# Problem description
Looking at the records below, count how many lines contain the string "title". Give that number alone.
** Record extracts follows **
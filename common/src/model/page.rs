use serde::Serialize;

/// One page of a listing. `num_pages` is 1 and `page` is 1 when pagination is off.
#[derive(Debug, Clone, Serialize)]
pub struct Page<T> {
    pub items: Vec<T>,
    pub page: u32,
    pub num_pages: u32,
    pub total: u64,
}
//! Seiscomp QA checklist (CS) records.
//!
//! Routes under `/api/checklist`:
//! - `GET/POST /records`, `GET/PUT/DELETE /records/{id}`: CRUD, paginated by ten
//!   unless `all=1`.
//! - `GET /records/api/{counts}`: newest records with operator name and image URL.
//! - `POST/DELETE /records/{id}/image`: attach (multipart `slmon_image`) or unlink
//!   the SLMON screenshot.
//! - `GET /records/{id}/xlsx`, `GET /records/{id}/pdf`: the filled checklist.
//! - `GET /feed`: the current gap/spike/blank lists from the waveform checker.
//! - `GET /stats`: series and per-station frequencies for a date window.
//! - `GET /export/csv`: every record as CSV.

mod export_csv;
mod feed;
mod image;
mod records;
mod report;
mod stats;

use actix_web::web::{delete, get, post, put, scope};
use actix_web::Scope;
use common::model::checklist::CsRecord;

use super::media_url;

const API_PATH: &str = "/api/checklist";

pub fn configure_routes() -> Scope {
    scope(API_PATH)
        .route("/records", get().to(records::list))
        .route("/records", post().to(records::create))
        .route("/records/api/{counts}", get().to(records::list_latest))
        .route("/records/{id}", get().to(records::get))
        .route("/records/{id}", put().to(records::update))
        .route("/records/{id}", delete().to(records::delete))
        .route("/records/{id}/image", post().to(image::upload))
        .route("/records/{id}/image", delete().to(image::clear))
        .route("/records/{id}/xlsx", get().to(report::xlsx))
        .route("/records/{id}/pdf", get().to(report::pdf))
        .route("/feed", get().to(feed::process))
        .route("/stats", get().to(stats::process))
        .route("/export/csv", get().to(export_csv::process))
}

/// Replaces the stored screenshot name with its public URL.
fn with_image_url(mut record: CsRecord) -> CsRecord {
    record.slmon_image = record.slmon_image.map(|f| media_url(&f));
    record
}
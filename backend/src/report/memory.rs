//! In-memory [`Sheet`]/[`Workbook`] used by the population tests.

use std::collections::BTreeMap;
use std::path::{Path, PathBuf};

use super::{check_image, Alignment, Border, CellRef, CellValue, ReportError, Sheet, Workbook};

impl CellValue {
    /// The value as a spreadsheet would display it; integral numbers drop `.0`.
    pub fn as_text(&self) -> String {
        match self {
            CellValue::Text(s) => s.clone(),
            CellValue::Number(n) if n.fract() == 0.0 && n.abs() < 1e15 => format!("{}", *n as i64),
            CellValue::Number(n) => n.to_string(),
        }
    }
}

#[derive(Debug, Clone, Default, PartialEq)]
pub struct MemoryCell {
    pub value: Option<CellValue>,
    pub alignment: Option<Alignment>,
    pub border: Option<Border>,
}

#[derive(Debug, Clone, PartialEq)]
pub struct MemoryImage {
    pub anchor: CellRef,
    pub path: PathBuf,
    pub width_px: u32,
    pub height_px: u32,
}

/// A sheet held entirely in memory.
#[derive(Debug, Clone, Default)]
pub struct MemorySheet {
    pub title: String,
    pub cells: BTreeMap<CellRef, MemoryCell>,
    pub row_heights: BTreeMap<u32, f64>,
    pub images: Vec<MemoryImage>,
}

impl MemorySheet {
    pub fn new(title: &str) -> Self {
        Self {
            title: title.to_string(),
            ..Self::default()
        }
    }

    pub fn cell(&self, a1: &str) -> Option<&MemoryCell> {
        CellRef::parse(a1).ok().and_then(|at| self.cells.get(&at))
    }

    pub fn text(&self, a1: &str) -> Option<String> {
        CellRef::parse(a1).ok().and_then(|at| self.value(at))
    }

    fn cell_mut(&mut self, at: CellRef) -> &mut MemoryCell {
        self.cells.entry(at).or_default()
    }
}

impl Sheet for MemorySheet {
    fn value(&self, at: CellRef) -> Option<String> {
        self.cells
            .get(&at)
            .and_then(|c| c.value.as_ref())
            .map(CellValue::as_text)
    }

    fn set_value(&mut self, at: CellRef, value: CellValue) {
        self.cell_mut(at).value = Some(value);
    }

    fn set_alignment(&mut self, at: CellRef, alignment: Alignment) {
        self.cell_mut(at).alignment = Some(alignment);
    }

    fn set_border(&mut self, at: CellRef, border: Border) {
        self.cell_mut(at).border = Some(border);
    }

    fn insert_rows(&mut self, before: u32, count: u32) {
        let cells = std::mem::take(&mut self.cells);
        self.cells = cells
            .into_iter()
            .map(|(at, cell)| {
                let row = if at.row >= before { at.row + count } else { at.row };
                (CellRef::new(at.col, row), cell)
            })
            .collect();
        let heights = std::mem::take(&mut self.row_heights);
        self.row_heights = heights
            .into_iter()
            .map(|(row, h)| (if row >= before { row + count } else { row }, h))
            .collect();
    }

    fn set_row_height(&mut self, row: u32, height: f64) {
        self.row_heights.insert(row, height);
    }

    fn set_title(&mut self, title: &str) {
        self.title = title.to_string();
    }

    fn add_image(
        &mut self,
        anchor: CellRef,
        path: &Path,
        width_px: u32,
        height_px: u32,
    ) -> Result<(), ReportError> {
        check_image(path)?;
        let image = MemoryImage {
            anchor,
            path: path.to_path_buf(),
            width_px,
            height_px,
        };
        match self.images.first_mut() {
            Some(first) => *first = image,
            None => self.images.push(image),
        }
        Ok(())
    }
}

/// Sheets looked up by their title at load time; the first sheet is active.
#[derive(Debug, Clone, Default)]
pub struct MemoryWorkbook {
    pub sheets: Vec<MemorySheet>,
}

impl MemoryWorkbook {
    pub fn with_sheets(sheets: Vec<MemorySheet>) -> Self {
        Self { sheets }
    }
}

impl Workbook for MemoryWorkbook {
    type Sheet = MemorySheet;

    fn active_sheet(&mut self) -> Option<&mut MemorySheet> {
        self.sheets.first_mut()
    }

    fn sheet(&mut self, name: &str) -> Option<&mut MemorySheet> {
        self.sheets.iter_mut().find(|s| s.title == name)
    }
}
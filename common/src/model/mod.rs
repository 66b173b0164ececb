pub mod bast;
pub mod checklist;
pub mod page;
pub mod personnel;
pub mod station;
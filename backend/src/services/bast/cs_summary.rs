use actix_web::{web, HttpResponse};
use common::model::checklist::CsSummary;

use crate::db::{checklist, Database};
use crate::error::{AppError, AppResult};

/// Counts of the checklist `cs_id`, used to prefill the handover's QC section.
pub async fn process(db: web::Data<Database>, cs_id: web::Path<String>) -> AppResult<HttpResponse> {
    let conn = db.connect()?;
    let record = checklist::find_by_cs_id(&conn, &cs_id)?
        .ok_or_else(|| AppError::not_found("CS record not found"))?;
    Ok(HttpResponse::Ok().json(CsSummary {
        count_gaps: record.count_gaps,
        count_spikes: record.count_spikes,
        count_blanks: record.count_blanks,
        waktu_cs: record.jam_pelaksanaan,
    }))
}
** End of Record extracts **
# Result
7